CHAPITRE I : LA GENESE

Les renseignements que nous possédons sur la vie et l’élaboration de l’oeuvre de Vauvenargues sont relativement pauvres. L’écrivain reste lui-même silencieux sur certaines étapes de son existence ce qui intrigue une critique désireuse d’en savoir plus sur l’expérience de l’homme afin d’expliquer le cheminement du moraliste et de son oeuvre. La courte vie de Vauvenargues a été marquée par des conflits, des déceptions et une ambition avortée ; mais, en 1857, avec la publication d’une partie de sa correspondance, nous découvrons un Vauvenargues familier du marquis de Mirabeau 2 et interlocuteur du déjà si célèbre Voltaire : une telle destinée incite à la mythification. L’oeuvre a été continuellement augmentée de textes inédits ou retranchés par l’auteur lui-même. Ces additions introduisent des divergences et des contradictions dans les idées de l’écrivain, révèlent plusieurs influences, et offrent un ensemble de textes de diverses formes mais toutes brèves et impersonnelles comme la maxime, le portrait ou le dialogue. Malgré cette apparente impersonnalité, conséquence du caractère fragmenté de l’oeuvre et des formes choisies par l’écrivain, de nombreuses réflexions du moraliste renvoient à des événements de la vie de l’homme. Nous sommes donc confrontés à une oeuvre inachevée qui semble révélatrice d’une vie souvent méconnue. Ces circonstances incitent les biographes à recourir à des hypothèses ou des recoupements entre la vie et l’oeuvre afin d’analyser l’expérience d’un homme dont l’intérêt est d’avoir voulu conseiller et diriger les autres hommes par ses réflexions morales. Ainsi après avoir étudié l’élaboration du mythe, tenté de mettre en évidence les rapports établis entre l’homme et l’oeuvre qui influencent l’interprétation de cette dernière, nous nous intéresserons à l’établissement des textes des éditions successives qui a suscité de nombreuses polémiques.
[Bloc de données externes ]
// SPDX-FileCopyrightText: 2026 Paceline Contributors
// SPDX-License-Identifier: MIT OR Apache-2.0

//! Domain types shared by the adapter traits and the orchestration engine.

use serde::{Deserialize, Serialize};
use strum::{Display, EnumString};

use crate::error::PacelineError;

/// Unique identifier for a managed account.
#[derive(Debug, Clone, PartialEq, Eq, Hash, PartialOrd, Ord, Serialize, Deserialize)]
pub struct AccountId(pub String);

impl AccountId {
    pub fn as_str(&self) -> &str {
        &self.0
    }
}

impl std::fmt::Display for AccountId {
    fn fmt(&self, f: &mut std::fmt::Formatter<'_>) -> std::fmt::Result {
        f.write_str(&self.0)
    }
}

impl From<&str> for AccountId {
    fn from(value: &str) -> Self {
        AccountId(value.to_string())
    }
}

/// Lifecycle state of an account's remote session.
///
/// `Paused` is a first-class state: an account is never "ready and paused"
/// at the same time.
#[derive(
    Debug, Clone, Copy, PartialEq, Eq, Hash, Display, EnumString, Serialize, Deserialize,
)]
#[strum(serialize_all = "kebab-case")]
#[serde(rename_all = "kebab-case")]
pub enum AccountStatus {
    Disconnected,
    Initializing,
    QrPending,
    Authenticated,
    Ready,
    Paused,
    Error,
}

impl AccountStatus {
    /// Whether the account counts as running for scheduling purposes.
    pub fn is_active(self) -> bool {
        matches!(
            self,
            AccountStatus::Ready | AccountStatus::Authenticated | AccountStatus::QrPending
        )
    }

    /// Whether the account currently occupies its network egress identity.
    ///
    /// A session that is still starting already holds the proxy.
    pub fn holds_proxy(self) -> bool {
        self.is_active() || self == AccountStatus::Initializing
    }

    /// Returns true if the transition `self -> next` is allowed.
    pub fn can_transition_to(self, next: AccountStatus) -> bool {
        use AccountStatus::*;
        if self == next {
            return true;
        }
        match (self, next) {
            (_, Error) | (_, Disconnected) => true,
            (Disconnected | Error | Paused, Initializing) => true,
            (Initializing, QrPending | Authenticated | Ready) => true,
            (QrPending, Authenticated | Ready) => true,
            (Authenticated, Ready) => true,
            (Ready, Authenticated) => true,
            (QrPending | Authenticated | Ready | Initializing, Paused) => true,
            (Paused, Ready) => true,
            _ => false,
        }
    }

    /// Validates and returns the next status.
    pub fn transition(self, next: AccountStatus) -> Result<AccountStatus, PacelineError> {
        if self.can_transition_to(next) {
            Ok(next)
        } else {
            Err(PacelineError::InvalidTransition {
                from: self,
                to: next,
            })
        }
    }
}

/// One of the two independent sub-queues of an account.
#[derive(
    Debug, Clone, Copy, PartialEq, Eq, Hash, Display, EnumString, Serialize, Deserialize,
)]
#[strum(serialize_all = "lowercase")]
#[serde(rename_all = "lowercase")]
pub enum Lane {
    Group,
    Private,
}

impl Lane {
    pub const ALL: [Lane; 2] = [Lane::Group, Lane::Private];

    /// Stable array index for per-lane state.
    pub fn index(self) -> usize {
        match self {
            Lane::Group => 0,
            Lane::Private => 1,
        }
    }
}

/// Payload of an inbound message, resolved once at ingest.
#[derive(Debug, Clone, PartialEq, Eq, Serialize, Deserialize)]
#[serde(tag = "type", rename_all = "snake_case")]
pub enum MessageKind {
    Text {
        body: String,
    },
    Audio {
        media_ref: String,
        duration_secs: Option<u32>,
    },
    Image {
        media_ref: String,
        caption: Option<String>,
    },
    Sticker {
        media_ref: String,
    },
    Document {
        media_ref: String,
        file_name: Option<String>,
    },
    SystemNotification {
        detail: String,
    },
}

impl MessageKind {
    pub fn is_audio(&self) -> bool {
        matches!(self, MessageKind::Audio { .. })
    }

    /// Short label used in logs and per-type statistics.
    pub fn label(&self) -> &'static str {
        match self {
            MessageKind::Text { .. } => "text",
            MessageKind::Audio { .. } => "audio",
            MessageKind::Image { .. } => "image",
            MessageKind::Sticker { .. } => "sticker",
            MessageKind::Document { .. } => "document",
            MessageKind::SystemNotification { .. } => "system",
        }
    }
}

/// An inbound message delivered by the remote session driver. Immutable once built.
#[derive(Debug, Clone, PartialEq, Eq, Serialize, Deserialize)]
pub struct InboundEvent {
    /// Driver-side message id, used for seen/played receipts.
    pub message_id: String,
    /// Chat the reply goes to (the sender for private chats, the group otherwise).
    pub chat_id: String,
    pub sender_id: String,
    pub sender_name: Option<String>,
    /// Group subject for group chats.
    pub chat_name: Option<String>,
    pub is_group: bool,
    pub kind: MessageKind,
    pub timestamp_secs: i64,
}

impl InboundEvent {
    pub fn lane(&self) -> Lane {
        if self.is_group {
            Lane::Group
        } else {
            Lane::Private
        }
    }
}

/// Network egress identity shared between accounts.
#[derive(Debug, Clone, PartialEq, Eq, Serialize, Deserialize)]
#[serde(deny_unknown_fields)]
pub struct ProxyDescriptor {
    pub ip: String,
    pub port: u16,
    #[serde(default)]
    pub username: Option<String>,
    #[serde(default)]
    pub password: Option<String>,
    /// Operator-declared grouping used for bulk pause; not a conflict key.
    #[serde(default)]
    pub group_id: Option<String>,
}

impl ProxyDescriptor {
    /// The `ip:port` key two accounts conflict on.
    pub fn endpoint(&self) -> String {
        format!("{}:{}", self.ip, self.port)
    }

    pub fn same_endpoint(&self, other: &ProxyDescriptor) -> bool {
        self.ip == other.ip && self.port == other.port
    }
}

/// Conversation context that selects delay ranges and templates.
#[derive(
    Debug, Clone, Copy, PartialEq, Eq, Hash, Display, EnumString, Serialize, Deserialize,
)]
#[strum(serialize_all = "lowercase")]
#[serde(rename_all = "lowercase")]
pub enum ReplyContext {
    First,
    Followup,
    Group,
}

/// Which media pool a reply draws from.
#[derive(Debug, Clone, Copy, PartialEq, Eq, Hash, Display, Serialize, Deserialize)]
#[strum(serialize_all = "lowercase")]
pub enum MediaSlot {
    Media,
    Document,
}

/// A media file ready to hand to the driver's send primitive.
#[derive(Debug, Clone, PartialEq, Eq)]
pub struct MediaPayload {
    pub bytes: Vec<u8>,
    pub mime_type: String,
    pub file_name: Option<String>,
    pub caption: Option<String>,
}

impl MediaPayload {
    pub fn is_audio(&self) -> bool {
        self.mime_type.starts_with("audio/")
    }
}

/// Counters forwarded to persistence. Incremented, never read back.
#[derive(Debug, Clone, Copy, PartialEq, Eq, Hash, Display, Serialize, Deserialize)]
#[strum(serialize_all = "snake_case")]
#[serde(rename_all = "snake_case")]
pub enum StatKind {
    MessagesReceived,
    MessagesSent,
    SentText,
    SentMedia,
    SentDocument,
    SentAudio,
    SentWarm,
}

/// Signals emitted by a session driver for one account.
#[derive(Debug, Clone, PartialEq, Eq)]
pub enum DriverEvent {
    QrIssued,
    Authenticated,
    Ready { own_id: Option<String> },
    Disconnected { reason: String },
    Message(InboundEvent),
}
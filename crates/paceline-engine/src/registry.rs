// SPDX-FileCopyrightText: 2026 Paceline Contributors
// SPDX-License-Identifier: MIT OR Apache-2.0

//! Account registry: one [`AccountSlot`] per managed account.
//!
//! A slot owns everything the coordinators need for that account (config
//! snapshot, lifecycle status, live session handle, and the lane runtime).
//! All locks are synchronous and never held across an `.await`.

use std::collections::{BTreeMap, HashMap};
use std::sync::{Arc, Mutex, RwLock};

use chrono::{DateTime, Utc};
use paceline_config::model::AccountConfig;
use paceline_core::{AccountId, AccountStatus, ChatSession, PacelineError, ReplyContext};
use tracing::{debug, warn};

use crate::cooldown::CooldownState;
use crate::humanize::TemplateRotation;
use crate::ingest::RateLimiter;
use crate::queue::AccountQueue;
use crate::{lock, read, write};

/// Idle-tracking for auto-warm.
#[derive(Debug, Clone, Default)]
pub struct WarmState {
    /// Last genuine outward private reply. Synthetic warm traffic never touches it.
    pub last_private_reply_at: Option<DateTime<Utc>>,
    /// Last successful synthetic warm send.
    pub last_warm_at: Option<DateTime<Utc>>,
    /// A warm task is waiting or sending.
    pub in_flight: bool,
}

/// Mutable per-account state touched by the queue processor and auto-warm.
#[derive(Debug, Default)]
pub struct AccountRuntime {
    pub queue: AccountQueue,
    /// Lane cooldowns and the response-count pause.
    pub cooldown: CooldownState,
    /// Prior replies per contact.
    pub interactions: HashMap<String, u32>,
    pub limiter: RateLimiter,
    /// Per-chat template cursor, so consecutive replies differ.
    pub rotation: TemplateRotation,
    /// Last templates successfully read from the store, per context.
    pub templates: HashMap<ReplyContext, Vec<String>>,
    pub warm: WarmState,
}

impl AccountRuntime {
    pub fn interaction_count(&self, contact: &str) -> u32 {
        self.interactions.get(contact).copied().unwrap_or(0)
    }

    pub fn record_interaction(&mut self, contact: &str) -> u32 {
        let count = self.interactions.entry(contact.to_string()).or_insert(0);
        *count = count.saturating_add(1);
        *count
    }
}

#[derive(Debug)]
struct Lifecycle {
    status: AccountStatus,
    operator_stopped: bool,
    /// Identity reported by the driver once ready.
    reported_own_id: Option<String>,
}

/// The live session and a counter bumped every time it is swapped.
#[derive(Default)]
struct SessionHandle {
    current: Option<Arc<dyn ChatSession>>,
    generation: u64,
}

/// Everything the engine holds for one account.
pub struct AccountSlot {
    id: AccountId,
    config: RwLock<Arc<AccountConfig>>,
    lifecycle: Mutex<Lifecycle>,
    session: Mutex<SessionHandle>,
    runtime: Mutex<AccountRuntime>,
    registered_at: DateTime<Utc>,
}

impl AccountSlot {
    pub fn new(config: AccountConfig, registered_at: DateTime<Utc>) -> Self {
        let templates = [ReplyContext::First, ReplyContext::Followup, ReplyContext::Group]
            .into_iter()
            .map(|ctx| (ctx, config.templates.for_context(ctx).to_vec()))
            .collect();
        Self {
            id: config.account_id(),
            config: RwLock::new(Arc::new(config)),
            lifecycle: Mutex::new(Lifecycle {
                status: AccountStatus::Disconnected,
                operator_stopped: false,
                reported_own_id: None,
            }),
            session: Mutex::new(SessionHandle::default()),
            runtime: Mutex::new(AccountRuntime {
                templates,
                ..AccountRuntime::default()
            }),
            registered_at,
        }
    }

    pub fn id(&self) -> &AccountId {
        &self.id
    }

    pub fn registered_at(&self) -> DateTime<Utc> {
        self.registered_at
    }

    /// Current configuration snapshot.
    pub fn config(&self) -> Arc<AccountConfig> {
        Arc::clone(&read(&self.config))
    }

    /// Applies `f` to a copy of the config and swaps it in.
    pub fn update_config(&self, f: impl FnOnce(&mut AccountConfig)) -> Arc<AccountConfig> {
        let mut guard = write(&self.config);
        let mut next = AccountConfig::clone(&guard);
        f(&mut next);
        *guard = Arc::new(next);
        Arc::clone(&guard)
    }

    pub fn status(&self) -> AccountStatus {
        lock(&self.lifecycle).status
    }

    /// Moves the FSM to `next`, rejecting transitions the table does not allow.
    pub fn set_status(&self, next: AccountStatus) -> Result<AccountStatus, PacelineError> {
        let mut lifecycle = lock(&self.lifecycle);
        let previous = lifecycle.status;
        lifecycle.status = previous.transition(next)?;
        if previous != next {
            debug!(account = %self.id, from = %previous, to = %next, "account status changed");
        }
        Ok(previous)
    }

    /// Like [`set_status`](Self::set_status) but logs and ignores illegal transitions.
    pub fn try_set_status(&self, next: AccountStatus) {
        if let Err(e) = self.set_status(next) {
            warn!(account = %self.id, error = %e, "ignoring status change");
        }
    }

    pub fn is_operator_stopped(&self) -> bool {
        lock(&self.lifecycle).operator_stopped
    }

    pub fn set_operator_stopped(&self, stopped: bool) {
        lock(&self.lifecycle).operator_stopped = stopped;
    }

    /// The account's own chat identity: driver-reported, else configured.
    pub fn own_id(&self) -> Option<String> {
        lock(&self.lifecycle)
            .reported_own_id
            .clone()
            .or_else(|| self.config().own_id.clone())
    }

    pub fn set_reported_own_id(&self, own_id: Option<String>) {
        if own_id.is_some() {
            lock(&self.lifecycle).reported_own_id = own_id;
        }
    }

    pub fn session(&self) -> Option<Arc<dyn ChatSession>> {
        lock(&self.session).current.clone()
    }

    /// Installs a new session handle, returning the previous one.
    ///
    /// Every call starts a new session generation.
    pub fn replace_session(
        &self,
        session: Option<Arc<dyn ChatSession>>,
    ) -> Option<Arc<dyn ChatSession>> {
        let mut handle = lock(&self.session);
        handle.generation += 1;
        std::mem::replace(&mut handle.current, session)
    }

    /// Installs `session` and returns its generation, which the session's
    /// event pump presents with every event.
    pub fn install_session(&self, session: Arc<dyn ChatSession>) -> u64 {
        let mut handle = lock(&self.session);
        handle.generation += 1;
        handle.current = Some(session);
        handle.generation
    }

    /// Generation of the installed session.
    pub fn session_generation(&self) -> u64 {
        lock(&self.session).generation
    }

    /// Drops the session if it is still generation `generation`.
    ///
    /// Returns `false`, leaving the slot untouched, once a newer session has
    /// been installed.
    pub fn detach_session(&self, generation: u64) -> bool {
        let mut handle = lock(&self.session);
        if handle.generation != generation {
            return false;
        }
        handle.generation += 1;
        handle.current = None;
        true
    }

    /// Runs `f` with exclusive access to the lane runtime.
    pub fn with_runtime<R>(&self, f: impl FnOnce(&mut AccountRuntime) -> R) -> R {
        f(&mut lock(&self.runtime))
    }
}

/// Registry of all managed accounts, keyed by id.
#[derive(Default)]
pub struct AccountRegistry {
    slots: RwLock<BTreeMap<AccountId, Arc<AccountSlot>>>,
}

impl AccountRegistry {
    pub fn new() -> Self {
        Self::default()
    }

    /// Registers a new account. Fails if the id is taken.
    pub fn insert(&self, config: AccountConfig) -> Result<Arc<AccountSlot>, PacelineError> {
        let mut slots = write(&self.slots);
        let id = config.account_id();
        if slots.contains_key(&id) {
            return Err(PacelineError::Config(format!(
                "account `{id}` is already registered"
            )));
        }
        let slot = Arc::new(AccountSlot::new(config, Utc::now()));
        slots.insert(id, Arc::clone(&slot));
        Ok(slot)
    }

    pub fn remove(&self, id: &AccountId) -> Option<Arc<AccountSlot>> {
        write(&self.slots).remove(id)
    }

    pub fn get(&self, id: &AccountId) -> Result<Arc<AccountSlot>, PacelineError> {
        read(&self.slots)
            .get(id)
            .cloned()
            .ok_or_else(|| PacelineError::AccountNotFound(id.to_string()))
    }

    /// Snapshot of all slots in id order.
    pub fn all(&self) -> Vec<Arc<AccountSlot>> {
        read(&self.slots).values().cloned().collect()
    }

    /// Slots whose status counts as active.
    pub fn active(&self) -> Vec<Arc<AccountSlot>> {
        self.all()
            .into_iter()
            .filter(|slot| slot.status().is_active())
            .collect()
    }

    pub fn len(&self) -> usize {
        read(&self.slots).len()
    }

    pub fn is_empty(&self) -> bool {
        self.len() == 0
    }
}

#[cfg(test)]
mod tests {
    use super::*;

    #[test]
    fn duplicate_registration_rejected() {
        let registry = AccountRegistry::new();
        registry.insert(AccountConfig::new("a")).unwrap();
        assert!(registry.insert(AccountConfig::new("a")).is_err());
        assert_eq!(registry.len(), 1);
    }

    #[test]
    fn lookup_missing_account() {
        let registry = AccountRegistry::new();
        let err = registry.get(&AccountId::from("nope")).err().unwrap();
        assert!(matches!(err, PacelineError::AccountNotFound(_)));
    }

    #[test]
    fn config_update_swaps_snapshot() {
        let registry = AccountRegistry::new();
        let slot = registry.insert(AccountConfig::new("a")).unwrap();
        let before = slot.config();
        slot.update_config(|c| c.media_interval = 7);
        assert_eq!(before.media_interval, 0, "old snapshot is untouched");
        assert_eq!(slot.config().media_interval, 7);
    }

    #[test]
    fn status_fsm_is_enforced() {
        let registry = AccountRegistry::new();
        let slot = registry.insert(AccountConfig::new("a")).unwrap();
        assert!(slot.set_status(AccountStatus::Ready).is_err());
        slot.set_status(AccountStatus::Initializing).unwrap();
        slot.set_status(AccountStatus::Ready).unwrap();
        assert_eq!(registry.active().len(), 1);
        slot.set_status(AccountStatus::Paused).unwrap();
        assert!(registry.active().is_empty());
    }

    #[test]
    fn reported_identity_overrides_configured() {
        let mut config = AccountConfig::new("a");
        config.own_id = Some("configured".into());
        let slot = AccountSlot::new(config, Utc::now());
        assert_eq!(slot.own_id().as_deref(), Some("configured"));
        slot.set_reported_own_id(Some("reported".into()));
        assert_eq!(slot.own_id().as_deref(), Some("reported"));
    }

    #[test]
    fn interaction_counter_increments_per_contact() {
        let slot = AccountSlot::new(AccountConfig::new("a"), Utc::now());
        slot.with_runtime(|rt| {
            assert_eq!(rt.record_interaction("x"), 1);
            assert_eq!(rt.record_interaction("x"), 2);
            assert_eq!(rt.interaction_count("y"), 0);
        });
    }

    #[test]
    fn replaced_session_cannot_detach_its_successor() {
        use paceline_test_utils::MockSession;

        let slot = AccountSlot::new(AccountConfig::new("a"), Utc::now());
        let old = slot.install_session(Arc::new(MockSession::new(slot.id().clone())));
        let new = slot.install_session(Arc::new(MockSession::new(slot.id().clone())));
        assert!(new > old);

        assert!(!slot.detach_session(old));
        assert!(slot.session().is_some());
        assert!(slot.detach_session(new));
        assert!(slot.session().is_none());
        assert!(!slot.detach_session(new), "detaching twice is a no-op");
    }
}
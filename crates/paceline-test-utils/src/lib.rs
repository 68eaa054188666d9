// SPDX-FileCopyrightText: 2026 Paceline Contributors
// SPDX-License-Identifier: MIT OR Apache-2.0

//! Test utilities for Paceline engine tests.
//!
//! Provides mock collaborators for fast, deterministic tests without a real
//! chat driver, database or HTTP endpoint.
//!
//! # Components
//!
//! - [`MockSessionFactory`] / [`MockSession`] - session driver that records every call in order
//! - [`MockStore`] - in-memory templates, media pools and stat counters with failure injection
//! - [`MockWebhook`] - records webhook invocations

pub mod mock_session;
pub mod mock_store;
pub mod mock_webhook;

pub use mock_session::{DriverCall, MockSession, MockSessionFactory};
pub use mock_store::MockStore;
pub use mock_webhook::MockWebhook;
En effet, si l’interprétation de l’oeuvre est fortement dépendante de l’idée que la critique se fait au sujet du moraliste, il semble que l’adjonction des inédits à l’édition initiale a été parfois assujettie à la construction de la personnalité de l’auteur et aux convictions des éditeurs.

Notes
2.

Le marquis de Mirabeau (1715-1789), auteur de l’Ami des hommes, est cousin de Vauvenargues. La partie de leur correspondance, publiée par D.L. Gilbert dans son édition des Oeuvres de Vauvenargues de 1857, s’étend du mois de juillet 1737 au 21 août 1740.